__Work order__
Would you pull out every line of the material that contains the string "input"?

__Records for the task__
______________________________

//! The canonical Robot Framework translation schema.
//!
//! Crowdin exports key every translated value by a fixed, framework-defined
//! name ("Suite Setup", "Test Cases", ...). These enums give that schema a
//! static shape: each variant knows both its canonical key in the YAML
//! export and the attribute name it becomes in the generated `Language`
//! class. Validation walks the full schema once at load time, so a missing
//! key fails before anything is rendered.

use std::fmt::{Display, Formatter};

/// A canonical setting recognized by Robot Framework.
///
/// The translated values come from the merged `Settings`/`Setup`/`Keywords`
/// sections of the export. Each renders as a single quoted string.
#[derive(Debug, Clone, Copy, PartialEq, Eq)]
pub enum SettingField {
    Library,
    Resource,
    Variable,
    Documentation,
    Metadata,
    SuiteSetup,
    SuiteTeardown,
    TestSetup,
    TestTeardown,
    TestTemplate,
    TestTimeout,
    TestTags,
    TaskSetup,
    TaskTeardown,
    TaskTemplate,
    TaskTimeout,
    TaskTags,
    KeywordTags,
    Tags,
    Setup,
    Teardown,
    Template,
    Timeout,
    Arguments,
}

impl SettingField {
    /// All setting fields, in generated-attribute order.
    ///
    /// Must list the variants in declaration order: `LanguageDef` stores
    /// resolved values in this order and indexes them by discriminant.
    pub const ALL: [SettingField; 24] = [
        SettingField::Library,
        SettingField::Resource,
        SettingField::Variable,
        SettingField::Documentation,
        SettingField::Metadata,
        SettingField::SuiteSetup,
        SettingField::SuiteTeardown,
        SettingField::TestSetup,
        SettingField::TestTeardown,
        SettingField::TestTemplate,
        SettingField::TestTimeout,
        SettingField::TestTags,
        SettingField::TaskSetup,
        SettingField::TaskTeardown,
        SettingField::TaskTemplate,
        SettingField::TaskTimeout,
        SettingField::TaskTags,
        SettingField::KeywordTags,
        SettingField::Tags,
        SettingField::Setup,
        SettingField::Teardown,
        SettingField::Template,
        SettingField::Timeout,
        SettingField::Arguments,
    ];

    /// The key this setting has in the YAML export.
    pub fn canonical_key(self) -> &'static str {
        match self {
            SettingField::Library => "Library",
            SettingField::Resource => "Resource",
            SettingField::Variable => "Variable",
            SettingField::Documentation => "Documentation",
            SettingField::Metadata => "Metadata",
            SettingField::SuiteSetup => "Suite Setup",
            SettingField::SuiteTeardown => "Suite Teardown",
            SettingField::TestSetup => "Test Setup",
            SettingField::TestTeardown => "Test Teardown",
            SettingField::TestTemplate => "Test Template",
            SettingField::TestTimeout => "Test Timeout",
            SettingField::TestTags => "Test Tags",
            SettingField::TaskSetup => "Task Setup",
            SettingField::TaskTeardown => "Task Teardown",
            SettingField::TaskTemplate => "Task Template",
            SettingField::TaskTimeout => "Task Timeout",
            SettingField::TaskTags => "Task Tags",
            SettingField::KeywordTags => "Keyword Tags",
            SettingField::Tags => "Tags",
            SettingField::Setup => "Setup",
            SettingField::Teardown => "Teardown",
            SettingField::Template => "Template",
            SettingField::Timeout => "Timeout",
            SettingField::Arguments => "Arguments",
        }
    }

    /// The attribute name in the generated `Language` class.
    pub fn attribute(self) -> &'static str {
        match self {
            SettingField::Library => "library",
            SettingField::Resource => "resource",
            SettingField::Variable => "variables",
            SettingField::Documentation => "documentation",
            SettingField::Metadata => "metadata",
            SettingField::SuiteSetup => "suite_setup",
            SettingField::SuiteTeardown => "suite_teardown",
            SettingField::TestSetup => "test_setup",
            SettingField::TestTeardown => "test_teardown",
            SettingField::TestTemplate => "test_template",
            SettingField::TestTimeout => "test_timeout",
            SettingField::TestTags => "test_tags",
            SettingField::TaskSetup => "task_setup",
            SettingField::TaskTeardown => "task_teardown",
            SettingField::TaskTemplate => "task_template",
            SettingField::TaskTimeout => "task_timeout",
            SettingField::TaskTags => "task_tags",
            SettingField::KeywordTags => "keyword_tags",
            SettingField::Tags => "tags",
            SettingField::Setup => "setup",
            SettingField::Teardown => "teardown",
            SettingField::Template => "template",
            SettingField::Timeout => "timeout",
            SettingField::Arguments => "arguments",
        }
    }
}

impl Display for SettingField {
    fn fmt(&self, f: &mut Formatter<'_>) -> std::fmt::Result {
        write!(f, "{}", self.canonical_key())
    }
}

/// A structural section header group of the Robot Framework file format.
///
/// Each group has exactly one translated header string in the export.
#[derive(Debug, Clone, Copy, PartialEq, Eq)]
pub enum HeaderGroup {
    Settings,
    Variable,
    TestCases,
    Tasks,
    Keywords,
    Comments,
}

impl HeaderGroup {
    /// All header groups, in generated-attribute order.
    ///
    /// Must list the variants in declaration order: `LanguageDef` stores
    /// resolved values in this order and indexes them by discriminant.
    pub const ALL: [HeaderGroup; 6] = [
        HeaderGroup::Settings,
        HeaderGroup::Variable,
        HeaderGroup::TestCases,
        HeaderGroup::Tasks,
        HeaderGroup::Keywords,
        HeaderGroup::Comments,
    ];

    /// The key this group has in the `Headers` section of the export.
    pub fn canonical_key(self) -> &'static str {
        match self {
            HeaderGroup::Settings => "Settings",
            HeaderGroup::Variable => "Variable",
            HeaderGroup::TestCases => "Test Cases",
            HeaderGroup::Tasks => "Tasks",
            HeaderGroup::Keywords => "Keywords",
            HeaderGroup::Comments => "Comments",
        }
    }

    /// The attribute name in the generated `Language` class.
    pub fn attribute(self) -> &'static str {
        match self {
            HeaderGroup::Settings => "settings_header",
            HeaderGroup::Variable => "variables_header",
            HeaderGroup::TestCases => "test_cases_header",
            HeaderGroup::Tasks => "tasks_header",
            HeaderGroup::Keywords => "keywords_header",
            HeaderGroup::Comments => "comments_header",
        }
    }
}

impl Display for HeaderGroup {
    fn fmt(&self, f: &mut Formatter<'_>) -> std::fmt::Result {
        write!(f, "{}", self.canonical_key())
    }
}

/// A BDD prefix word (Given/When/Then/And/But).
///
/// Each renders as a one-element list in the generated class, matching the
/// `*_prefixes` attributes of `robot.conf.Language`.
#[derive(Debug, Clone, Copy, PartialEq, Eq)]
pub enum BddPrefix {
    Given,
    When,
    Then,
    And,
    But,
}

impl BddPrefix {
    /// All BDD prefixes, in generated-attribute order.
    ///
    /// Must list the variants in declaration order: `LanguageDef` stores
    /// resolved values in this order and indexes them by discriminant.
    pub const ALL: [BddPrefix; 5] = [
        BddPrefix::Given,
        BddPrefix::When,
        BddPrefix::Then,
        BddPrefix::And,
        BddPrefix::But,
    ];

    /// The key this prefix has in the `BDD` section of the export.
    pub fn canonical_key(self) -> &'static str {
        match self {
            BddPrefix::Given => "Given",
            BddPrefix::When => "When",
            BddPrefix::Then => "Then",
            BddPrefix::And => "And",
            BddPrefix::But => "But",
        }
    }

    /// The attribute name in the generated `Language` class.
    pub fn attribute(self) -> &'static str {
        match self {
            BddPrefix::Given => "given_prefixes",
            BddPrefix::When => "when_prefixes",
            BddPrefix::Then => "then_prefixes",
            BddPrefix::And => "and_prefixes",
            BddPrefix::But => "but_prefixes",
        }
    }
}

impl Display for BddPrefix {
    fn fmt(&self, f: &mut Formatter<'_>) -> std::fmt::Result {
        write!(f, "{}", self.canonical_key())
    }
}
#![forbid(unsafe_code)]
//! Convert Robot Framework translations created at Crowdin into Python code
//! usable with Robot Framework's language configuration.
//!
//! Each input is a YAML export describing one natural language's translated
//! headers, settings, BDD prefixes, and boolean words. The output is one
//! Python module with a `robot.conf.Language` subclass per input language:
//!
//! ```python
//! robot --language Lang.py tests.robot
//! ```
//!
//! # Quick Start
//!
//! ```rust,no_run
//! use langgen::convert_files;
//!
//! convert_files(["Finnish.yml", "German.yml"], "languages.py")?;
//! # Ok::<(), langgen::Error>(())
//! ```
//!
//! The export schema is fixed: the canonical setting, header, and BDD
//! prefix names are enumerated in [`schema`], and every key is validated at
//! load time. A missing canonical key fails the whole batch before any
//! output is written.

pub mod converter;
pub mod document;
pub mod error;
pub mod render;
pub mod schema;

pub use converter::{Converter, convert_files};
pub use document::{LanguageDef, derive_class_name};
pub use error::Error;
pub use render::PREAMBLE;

______________________________

__Reply to the exercise__
//! Each input is a YAML export describing one natural language's translated
//! Python module with a `robot.conf.Language` subclass per input language:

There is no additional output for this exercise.